**Your task:** Search the material below for the word "RwLock". Copy every line that has it.

......

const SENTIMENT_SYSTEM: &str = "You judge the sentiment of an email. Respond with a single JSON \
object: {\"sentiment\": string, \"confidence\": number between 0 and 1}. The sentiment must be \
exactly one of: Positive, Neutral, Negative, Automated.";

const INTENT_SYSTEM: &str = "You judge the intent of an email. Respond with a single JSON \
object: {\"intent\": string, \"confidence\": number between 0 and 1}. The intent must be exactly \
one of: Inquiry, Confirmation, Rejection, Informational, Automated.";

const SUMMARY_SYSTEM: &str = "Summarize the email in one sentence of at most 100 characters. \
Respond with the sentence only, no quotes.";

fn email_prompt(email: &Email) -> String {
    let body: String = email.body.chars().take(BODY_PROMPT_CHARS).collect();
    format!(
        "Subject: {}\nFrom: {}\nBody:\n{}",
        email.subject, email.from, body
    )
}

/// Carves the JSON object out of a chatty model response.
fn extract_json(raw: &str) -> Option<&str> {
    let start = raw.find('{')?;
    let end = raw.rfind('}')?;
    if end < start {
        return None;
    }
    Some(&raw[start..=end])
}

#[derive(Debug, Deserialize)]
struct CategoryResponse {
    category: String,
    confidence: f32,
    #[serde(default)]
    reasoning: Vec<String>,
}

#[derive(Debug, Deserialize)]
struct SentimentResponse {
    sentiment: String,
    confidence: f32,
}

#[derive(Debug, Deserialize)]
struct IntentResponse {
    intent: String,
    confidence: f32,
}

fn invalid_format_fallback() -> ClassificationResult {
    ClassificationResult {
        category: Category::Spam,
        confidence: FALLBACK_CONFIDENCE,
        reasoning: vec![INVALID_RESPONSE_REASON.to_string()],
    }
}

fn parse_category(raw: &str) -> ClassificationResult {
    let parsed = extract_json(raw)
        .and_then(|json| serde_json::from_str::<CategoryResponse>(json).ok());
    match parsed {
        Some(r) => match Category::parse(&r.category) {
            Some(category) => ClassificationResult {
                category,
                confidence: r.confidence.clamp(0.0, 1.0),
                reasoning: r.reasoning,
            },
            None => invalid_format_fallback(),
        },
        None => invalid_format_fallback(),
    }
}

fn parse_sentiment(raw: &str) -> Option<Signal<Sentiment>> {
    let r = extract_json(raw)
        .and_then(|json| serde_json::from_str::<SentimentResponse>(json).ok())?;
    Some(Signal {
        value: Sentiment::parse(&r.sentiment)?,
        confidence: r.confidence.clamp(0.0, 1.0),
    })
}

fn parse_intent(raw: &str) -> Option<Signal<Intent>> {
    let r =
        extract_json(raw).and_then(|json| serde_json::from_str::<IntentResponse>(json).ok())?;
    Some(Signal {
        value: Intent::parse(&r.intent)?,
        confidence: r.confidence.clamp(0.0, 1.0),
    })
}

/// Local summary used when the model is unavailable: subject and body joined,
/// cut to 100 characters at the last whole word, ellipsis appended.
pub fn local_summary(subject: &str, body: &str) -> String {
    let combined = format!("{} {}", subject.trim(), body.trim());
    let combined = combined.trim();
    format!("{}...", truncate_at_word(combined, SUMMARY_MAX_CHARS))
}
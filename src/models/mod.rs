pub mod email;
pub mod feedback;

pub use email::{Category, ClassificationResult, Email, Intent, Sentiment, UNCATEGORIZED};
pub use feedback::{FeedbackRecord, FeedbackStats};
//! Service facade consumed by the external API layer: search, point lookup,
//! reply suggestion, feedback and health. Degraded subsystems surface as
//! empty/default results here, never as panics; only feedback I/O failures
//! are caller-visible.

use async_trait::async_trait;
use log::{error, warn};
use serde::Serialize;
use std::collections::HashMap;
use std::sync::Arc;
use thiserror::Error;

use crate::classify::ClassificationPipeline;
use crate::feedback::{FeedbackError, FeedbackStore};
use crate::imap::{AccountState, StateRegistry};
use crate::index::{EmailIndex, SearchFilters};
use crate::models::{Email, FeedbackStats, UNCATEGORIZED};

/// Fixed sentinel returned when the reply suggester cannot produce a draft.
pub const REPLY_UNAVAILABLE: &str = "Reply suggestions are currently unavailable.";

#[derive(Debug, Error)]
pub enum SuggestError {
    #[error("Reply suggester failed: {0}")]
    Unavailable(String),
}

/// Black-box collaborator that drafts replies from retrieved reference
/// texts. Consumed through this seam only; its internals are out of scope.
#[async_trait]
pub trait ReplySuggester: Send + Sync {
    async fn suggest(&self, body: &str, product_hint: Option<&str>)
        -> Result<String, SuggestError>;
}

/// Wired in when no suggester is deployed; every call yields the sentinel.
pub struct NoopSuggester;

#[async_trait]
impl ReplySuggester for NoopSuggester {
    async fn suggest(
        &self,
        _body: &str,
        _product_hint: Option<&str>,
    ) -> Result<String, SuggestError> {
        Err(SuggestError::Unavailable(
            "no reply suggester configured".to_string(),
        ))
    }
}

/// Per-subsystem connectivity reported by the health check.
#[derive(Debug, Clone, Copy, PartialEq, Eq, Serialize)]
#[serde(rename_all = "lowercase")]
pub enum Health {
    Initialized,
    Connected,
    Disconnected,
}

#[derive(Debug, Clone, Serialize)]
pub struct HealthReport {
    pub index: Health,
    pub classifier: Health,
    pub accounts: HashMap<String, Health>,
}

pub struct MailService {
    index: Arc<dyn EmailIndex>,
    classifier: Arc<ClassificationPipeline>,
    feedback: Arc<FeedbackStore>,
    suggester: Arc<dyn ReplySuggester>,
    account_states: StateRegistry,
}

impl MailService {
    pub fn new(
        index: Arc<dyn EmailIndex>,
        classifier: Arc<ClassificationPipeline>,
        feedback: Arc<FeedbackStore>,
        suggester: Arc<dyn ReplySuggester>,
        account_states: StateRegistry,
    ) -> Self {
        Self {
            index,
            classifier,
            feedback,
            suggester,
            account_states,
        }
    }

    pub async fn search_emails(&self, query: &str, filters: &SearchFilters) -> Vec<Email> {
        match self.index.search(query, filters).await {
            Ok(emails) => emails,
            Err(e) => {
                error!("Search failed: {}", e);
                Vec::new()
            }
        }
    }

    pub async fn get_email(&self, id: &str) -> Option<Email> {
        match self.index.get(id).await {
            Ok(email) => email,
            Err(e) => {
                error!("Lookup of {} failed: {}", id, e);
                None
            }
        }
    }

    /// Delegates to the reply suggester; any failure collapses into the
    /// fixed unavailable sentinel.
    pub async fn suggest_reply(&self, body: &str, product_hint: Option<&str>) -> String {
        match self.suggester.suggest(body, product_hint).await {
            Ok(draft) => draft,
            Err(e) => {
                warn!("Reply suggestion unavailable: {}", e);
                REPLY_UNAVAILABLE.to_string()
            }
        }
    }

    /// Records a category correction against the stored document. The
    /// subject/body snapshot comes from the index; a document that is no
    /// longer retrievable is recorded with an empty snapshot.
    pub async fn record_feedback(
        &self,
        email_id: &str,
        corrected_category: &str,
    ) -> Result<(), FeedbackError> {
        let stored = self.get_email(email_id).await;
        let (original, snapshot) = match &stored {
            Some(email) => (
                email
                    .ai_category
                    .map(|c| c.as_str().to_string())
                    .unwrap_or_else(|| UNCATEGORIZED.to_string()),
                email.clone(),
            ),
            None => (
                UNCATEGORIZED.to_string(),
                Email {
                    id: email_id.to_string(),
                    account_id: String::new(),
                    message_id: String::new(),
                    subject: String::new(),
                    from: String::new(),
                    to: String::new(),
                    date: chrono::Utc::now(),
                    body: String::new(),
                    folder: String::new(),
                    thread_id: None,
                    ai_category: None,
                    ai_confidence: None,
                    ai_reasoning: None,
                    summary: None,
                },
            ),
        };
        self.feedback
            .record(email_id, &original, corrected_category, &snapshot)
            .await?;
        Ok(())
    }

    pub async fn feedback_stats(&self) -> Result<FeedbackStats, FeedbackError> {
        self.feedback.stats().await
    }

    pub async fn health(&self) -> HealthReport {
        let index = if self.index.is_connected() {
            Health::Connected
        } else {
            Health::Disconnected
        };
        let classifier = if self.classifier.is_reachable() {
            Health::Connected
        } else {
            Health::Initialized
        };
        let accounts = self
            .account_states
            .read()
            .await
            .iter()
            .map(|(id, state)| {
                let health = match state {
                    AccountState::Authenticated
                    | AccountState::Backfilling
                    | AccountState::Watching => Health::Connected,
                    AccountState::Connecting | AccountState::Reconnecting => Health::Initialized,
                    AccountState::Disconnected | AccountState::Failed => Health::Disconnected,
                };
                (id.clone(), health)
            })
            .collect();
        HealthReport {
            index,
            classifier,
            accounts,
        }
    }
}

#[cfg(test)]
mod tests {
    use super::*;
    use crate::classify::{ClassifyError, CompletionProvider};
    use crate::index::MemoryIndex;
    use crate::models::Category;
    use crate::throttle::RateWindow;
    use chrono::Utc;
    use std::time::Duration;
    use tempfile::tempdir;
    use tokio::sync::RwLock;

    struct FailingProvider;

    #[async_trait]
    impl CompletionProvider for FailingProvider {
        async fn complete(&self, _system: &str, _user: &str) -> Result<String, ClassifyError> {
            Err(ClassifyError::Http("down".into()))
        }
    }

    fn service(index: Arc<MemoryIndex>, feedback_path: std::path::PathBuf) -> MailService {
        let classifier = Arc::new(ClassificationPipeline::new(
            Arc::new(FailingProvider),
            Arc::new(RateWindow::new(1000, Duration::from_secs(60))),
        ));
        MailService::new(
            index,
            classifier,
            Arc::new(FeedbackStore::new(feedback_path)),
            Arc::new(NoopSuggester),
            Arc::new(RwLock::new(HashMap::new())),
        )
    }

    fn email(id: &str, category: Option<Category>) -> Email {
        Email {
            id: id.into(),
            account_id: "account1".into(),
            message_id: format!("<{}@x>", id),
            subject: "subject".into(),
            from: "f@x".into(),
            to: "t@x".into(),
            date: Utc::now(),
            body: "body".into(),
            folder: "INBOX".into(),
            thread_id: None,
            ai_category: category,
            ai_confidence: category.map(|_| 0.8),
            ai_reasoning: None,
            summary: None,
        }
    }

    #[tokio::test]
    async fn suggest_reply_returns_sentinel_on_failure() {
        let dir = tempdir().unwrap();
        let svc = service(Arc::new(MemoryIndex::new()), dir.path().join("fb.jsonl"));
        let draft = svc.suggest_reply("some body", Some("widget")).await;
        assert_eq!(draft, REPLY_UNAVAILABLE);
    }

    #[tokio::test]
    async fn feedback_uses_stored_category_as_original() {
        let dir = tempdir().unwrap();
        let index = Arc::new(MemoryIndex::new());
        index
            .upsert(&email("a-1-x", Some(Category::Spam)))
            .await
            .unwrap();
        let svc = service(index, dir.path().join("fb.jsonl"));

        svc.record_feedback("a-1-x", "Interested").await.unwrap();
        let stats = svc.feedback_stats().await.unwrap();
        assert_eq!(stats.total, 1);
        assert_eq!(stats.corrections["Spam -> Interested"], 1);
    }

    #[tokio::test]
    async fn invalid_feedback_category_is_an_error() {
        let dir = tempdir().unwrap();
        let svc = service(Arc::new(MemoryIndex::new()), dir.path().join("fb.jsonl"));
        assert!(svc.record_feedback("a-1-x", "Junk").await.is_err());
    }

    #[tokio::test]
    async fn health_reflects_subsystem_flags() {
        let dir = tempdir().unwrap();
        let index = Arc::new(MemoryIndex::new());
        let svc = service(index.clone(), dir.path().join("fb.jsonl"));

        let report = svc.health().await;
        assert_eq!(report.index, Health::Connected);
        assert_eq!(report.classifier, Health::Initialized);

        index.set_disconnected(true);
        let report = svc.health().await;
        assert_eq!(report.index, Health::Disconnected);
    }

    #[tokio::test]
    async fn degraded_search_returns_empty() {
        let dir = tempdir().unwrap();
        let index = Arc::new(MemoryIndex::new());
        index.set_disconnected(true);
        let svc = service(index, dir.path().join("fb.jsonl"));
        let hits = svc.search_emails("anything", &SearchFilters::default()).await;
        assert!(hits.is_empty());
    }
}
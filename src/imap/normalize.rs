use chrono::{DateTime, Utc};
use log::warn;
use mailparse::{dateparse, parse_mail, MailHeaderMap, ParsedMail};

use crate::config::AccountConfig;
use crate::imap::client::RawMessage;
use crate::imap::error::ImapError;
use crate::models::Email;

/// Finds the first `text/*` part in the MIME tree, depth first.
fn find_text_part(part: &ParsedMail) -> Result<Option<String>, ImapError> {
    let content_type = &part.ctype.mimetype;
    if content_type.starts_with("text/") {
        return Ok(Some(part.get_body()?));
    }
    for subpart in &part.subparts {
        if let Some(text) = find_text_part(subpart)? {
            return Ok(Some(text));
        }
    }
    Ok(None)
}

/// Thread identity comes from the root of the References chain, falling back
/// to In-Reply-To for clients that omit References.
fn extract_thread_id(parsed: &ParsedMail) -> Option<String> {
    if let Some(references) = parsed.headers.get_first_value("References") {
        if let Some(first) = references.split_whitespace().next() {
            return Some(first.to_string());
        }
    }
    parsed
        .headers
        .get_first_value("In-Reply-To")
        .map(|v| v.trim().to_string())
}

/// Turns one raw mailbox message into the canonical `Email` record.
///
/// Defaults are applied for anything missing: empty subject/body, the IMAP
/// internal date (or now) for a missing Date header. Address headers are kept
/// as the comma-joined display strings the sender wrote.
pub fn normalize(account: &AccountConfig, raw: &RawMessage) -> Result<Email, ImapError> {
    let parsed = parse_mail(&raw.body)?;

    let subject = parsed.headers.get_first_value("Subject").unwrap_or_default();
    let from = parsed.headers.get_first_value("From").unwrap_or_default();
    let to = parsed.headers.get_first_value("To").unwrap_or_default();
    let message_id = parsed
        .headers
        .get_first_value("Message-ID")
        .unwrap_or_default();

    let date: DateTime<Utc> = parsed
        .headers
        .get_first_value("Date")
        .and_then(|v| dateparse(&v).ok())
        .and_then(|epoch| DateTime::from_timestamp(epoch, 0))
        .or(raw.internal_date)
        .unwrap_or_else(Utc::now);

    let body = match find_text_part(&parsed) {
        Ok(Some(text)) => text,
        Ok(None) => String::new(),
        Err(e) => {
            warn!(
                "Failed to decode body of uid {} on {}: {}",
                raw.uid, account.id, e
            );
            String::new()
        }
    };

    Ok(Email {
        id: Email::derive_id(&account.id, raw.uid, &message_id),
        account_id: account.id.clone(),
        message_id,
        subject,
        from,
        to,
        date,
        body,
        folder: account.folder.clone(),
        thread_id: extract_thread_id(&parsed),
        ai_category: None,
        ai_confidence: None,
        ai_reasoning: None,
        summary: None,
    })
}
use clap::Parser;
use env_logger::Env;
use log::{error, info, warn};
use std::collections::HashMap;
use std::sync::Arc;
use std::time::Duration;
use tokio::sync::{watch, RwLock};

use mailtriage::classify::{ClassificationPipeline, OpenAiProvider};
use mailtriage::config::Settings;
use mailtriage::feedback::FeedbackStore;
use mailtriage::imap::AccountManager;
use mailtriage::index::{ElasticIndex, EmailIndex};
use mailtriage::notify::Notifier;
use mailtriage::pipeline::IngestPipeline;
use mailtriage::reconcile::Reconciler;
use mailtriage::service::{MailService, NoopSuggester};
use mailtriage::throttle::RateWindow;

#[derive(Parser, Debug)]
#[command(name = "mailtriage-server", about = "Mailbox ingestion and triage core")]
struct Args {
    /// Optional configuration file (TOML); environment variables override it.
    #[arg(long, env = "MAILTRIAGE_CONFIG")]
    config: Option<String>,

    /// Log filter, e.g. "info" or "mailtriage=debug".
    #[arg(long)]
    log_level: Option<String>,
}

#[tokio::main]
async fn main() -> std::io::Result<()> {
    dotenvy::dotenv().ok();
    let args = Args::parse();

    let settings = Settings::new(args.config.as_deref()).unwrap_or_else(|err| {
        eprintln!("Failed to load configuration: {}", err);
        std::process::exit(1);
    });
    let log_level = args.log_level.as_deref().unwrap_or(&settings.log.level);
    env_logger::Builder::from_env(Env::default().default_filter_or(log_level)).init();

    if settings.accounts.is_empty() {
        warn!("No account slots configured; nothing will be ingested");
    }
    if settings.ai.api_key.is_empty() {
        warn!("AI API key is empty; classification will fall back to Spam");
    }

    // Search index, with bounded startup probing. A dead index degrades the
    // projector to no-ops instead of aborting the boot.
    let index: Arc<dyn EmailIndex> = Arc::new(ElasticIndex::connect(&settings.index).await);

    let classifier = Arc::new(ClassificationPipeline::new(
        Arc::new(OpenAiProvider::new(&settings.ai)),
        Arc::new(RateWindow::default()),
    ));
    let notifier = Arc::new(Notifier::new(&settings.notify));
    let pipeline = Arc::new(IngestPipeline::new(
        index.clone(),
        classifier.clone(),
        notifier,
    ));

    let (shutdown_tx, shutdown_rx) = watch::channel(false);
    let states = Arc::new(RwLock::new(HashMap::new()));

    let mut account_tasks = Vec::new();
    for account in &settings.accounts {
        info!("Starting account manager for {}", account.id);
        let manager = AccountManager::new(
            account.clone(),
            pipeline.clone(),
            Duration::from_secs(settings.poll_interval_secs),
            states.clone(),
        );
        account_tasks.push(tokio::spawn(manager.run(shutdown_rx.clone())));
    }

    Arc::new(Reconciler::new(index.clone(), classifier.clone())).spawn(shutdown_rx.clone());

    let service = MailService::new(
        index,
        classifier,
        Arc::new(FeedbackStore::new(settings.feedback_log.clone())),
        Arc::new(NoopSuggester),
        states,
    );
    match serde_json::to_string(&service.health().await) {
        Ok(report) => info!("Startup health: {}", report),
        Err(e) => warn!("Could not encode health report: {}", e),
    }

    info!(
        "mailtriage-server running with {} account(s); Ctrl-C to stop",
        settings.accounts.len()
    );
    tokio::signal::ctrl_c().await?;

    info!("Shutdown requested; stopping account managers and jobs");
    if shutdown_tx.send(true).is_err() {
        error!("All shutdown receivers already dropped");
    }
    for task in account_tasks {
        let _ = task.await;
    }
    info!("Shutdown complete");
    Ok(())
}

......

**Task response:**
    use tokio::sync::RwLock;
            Arc::new(RwLock::new(HashMap::new())),
use tokio::sync::{watch, RwLock};
    let states = Arc::new(RwLock::new(HashMap::new()));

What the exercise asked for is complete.